Problem statement.
Look through the material below. Copy every line with the string "Failed" in it.

========

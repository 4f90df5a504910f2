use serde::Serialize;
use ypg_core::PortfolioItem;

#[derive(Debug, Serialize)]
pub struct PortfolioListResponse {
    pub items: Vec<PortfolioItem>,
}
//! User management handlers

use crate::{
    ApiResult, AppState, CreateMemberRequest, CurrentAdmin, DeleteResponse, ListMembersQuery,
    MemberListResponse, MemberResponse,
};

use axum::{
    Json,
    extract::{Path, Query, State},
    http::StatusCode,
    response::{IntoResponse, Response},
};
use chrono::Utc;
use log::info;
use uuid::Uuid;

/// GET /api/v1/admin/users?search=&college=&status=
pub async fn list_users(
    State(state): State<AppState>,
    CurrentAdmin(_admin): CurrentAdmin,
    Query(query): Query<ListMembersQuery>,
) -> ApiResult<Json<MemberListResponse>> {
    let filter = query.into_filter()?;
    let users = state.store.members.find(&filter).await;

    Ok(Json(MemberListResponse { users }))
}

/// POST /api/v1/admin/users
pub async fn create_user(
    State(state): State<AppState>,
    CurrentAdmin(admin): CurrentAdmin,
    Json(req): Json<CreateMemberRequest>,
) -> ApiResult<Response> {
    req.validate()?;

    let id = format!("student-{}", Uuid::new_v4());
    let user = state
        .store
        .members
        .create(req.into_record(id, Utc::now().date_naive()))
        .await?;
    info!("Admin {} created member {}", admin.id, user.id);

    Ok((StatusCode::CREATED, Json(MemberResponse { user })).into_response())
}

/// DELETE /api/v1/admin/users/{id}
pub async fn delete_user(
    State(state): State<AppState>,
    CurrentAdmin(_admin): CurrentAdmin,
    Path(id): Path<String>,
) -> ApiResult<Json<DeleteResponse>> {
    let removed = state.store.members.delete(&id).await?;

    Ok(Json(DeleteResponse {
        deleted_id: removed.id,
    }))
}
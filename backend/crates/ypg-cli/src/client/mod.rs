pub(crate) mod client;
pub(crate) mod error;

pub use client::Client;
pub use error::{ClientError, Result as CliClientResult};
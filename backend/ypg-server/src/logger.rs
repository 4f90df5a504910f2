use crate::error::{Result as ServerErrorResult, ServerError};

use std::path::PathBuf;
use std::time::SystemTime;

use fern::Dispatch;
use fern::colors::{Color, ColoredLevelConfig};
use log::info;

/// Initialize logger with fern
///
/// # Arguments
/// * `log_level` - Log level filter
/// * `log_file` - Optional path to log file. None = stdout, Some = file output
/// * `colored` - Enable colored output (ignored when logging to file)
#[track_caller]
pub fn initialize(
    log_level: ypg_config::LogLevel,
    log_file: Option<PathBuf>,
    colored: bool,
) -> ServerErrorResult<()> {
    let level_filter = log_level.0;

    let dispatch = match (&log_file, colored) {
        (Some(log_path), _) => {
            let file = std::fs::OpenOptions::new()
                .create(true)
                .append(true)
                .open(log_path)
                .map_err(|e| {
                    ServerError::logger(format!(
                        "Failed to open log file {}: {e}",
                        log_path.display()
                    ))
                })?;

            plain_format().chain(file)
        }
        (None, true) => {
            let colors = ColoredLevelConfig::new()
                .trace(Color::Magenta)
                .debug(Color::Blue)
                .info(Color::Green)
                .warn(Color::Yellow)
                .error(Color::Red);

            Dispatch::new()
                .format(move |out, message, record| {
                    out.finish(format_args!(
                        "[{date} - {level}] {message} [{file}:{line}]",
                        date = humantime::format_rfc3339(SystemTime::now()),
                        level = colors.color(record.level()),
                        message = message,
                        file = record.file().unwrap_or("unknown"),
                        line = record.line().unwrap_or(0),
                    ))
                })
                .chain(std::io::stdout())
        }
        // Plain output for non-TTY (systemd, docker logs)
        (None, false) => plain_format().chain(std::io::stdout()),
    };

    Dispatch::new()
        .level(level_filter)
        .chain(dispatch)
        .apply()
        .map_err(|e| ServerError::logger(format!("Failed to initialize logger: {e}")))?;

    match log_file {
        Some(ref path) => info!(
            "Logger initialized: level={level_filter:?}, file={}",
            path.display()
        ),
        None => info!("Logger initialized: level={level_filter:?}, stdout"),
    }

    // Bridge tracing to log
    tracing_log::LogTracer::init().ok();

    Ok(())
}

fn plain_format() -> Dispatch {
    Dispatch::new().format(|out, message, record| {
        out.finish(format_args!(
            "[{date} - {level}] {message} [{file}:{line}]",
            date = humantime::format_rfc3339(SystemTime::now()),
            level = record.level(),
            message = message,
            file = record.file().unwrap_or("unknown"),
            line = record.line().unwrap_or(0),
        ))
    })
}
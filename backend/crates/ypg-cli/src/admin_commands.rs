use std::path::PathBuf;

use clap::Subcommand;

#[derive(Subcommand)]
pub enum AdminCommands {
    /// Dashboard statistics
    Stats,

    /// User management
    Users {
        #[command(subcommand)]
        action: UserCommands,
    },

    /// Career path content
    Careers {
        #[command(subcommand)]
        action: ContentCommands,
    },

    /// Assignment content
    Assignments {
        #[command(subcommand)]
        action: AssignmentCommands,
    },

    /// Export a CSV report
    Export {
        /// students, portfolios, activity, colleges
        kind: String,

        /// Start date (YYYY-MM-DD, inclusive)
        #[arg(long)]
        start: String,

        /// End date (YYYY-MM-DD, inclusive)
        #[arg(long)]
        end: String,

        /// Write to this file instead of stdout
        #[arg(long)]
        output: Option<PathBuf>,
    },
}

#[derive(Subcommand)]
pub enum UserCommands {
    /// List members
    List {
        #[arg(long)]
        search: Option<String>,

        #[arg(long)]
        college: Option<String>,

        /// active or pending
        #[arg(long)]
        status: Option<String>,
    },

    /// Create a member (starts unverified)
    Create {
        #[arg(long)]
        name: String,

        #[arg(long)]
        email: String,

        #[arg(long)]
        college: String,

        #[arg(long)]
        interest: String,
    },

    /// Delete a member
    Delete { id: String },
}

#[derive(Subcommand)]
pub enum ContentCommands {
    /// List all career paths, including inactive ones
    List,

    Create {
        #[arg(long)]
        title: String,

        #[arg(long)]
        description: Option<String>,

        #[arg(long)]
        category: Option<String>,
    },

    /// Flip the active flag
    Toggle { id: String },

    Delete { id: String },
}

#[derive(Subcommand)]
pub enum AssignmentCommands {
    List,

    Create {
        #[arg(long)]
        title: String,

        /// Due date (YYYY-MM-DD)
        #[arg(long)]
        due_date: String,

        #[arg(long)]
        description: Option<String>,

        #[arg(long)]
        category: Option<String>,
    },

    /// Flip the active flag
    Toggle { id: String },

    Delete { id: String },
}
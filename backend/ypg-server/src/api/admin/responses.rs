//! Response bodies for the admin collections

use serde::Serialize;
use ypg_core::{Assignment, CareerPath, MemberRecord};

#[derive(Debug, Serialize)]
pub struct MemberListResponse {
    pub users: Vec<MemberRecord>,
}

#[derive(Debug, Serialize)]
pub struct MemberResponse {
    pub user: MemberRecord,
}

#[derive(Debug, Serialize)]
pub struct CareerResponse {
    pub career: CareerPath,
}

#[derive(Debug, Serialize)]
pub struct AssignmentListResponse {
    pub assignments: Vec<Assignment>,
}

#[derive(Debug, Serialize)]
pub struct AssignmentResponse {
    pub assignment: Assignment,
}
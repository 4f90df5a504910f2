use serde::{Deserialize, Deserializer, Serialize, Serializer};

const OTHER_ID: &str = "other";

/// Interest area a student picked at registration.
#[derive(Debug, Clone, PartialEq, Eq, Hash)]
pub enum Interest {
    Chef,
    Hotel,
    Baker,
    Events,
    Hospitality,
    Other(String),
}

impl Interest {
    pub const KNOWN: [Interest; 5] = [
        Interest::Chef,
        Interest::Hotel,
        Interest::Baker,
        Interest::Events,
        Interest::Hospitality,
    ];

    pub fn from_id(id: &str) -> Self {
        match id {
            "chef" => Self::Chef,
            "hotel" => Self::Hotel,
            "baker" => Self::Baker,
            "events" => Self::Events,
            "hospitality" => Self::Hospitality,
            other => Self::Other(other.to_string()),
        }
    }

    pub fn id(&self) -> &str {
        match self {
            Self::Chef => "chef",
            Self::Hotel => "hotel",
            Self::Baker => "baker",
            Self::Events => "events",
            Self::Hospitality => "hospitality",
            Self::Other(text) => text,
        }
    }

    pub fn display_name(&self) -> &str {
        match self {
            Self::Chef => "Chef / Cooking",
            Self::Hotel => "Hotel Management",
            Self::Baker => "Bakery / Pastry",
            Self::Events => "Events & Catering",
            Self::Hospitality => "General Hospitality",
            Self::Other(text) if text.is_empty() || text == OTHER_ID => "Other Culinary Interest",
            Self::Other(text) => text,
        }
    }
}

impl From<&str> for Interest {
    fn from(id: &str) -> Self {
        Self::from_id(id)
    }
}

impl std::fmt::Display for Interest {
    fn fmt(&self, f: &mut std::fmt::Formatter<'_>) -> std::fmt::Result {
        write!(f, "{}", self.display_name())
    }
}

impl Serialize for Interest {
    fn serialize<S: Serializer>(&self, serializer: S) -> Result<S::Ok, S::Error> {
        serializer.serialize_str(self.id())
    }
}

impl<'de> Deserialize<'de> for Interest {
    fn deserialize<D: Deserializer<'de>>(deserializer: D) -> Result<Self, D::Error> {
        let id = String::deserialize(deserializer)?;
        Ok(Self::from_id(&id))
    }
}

========

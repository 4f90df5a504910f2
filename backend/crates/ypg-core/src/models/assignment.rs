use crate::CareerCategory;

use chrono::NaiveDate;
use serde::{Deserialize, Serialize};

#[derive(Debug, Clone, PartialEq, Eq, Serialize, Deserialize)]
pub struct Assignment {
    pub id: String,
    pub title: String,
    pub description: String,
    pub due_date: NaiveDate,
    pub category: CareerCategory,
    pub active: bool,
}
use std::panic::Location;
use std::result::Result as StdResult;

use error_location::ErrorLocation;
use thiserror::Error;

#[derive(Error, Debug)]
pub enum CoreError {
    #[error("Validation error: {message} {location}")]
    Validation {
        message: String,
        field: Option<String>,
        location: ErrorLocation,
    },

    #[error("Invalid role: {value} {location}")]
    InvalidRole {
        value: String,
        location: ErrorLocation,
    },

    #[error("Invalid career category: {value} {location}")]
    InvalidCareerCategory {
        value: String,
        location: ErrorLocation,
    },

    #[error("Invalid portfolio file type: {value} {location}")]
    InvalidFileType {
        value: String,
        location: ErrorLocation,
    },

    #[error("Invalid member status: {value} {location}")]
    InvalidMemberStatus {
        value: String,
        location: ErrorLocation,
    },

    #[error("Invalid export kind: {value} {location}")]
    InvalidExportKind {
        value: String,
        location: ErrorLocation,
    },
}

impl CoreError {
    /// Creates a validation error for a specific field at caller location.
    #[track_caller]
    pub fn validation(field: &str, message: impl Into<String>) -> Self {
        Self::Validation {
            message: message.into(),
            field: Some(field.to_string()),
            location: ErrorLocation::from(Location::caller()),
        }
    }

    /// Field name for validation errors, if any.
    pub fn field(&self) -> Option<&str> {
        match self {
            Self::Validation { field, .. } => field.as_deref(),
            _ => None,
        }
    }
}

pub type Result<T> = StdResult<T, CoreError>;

========

Task solution.
                        "Failed to open log file {}: {e}",
        .map_err(|e| ServerError::logger(format!("Failed to initialize logger: {e}")))?;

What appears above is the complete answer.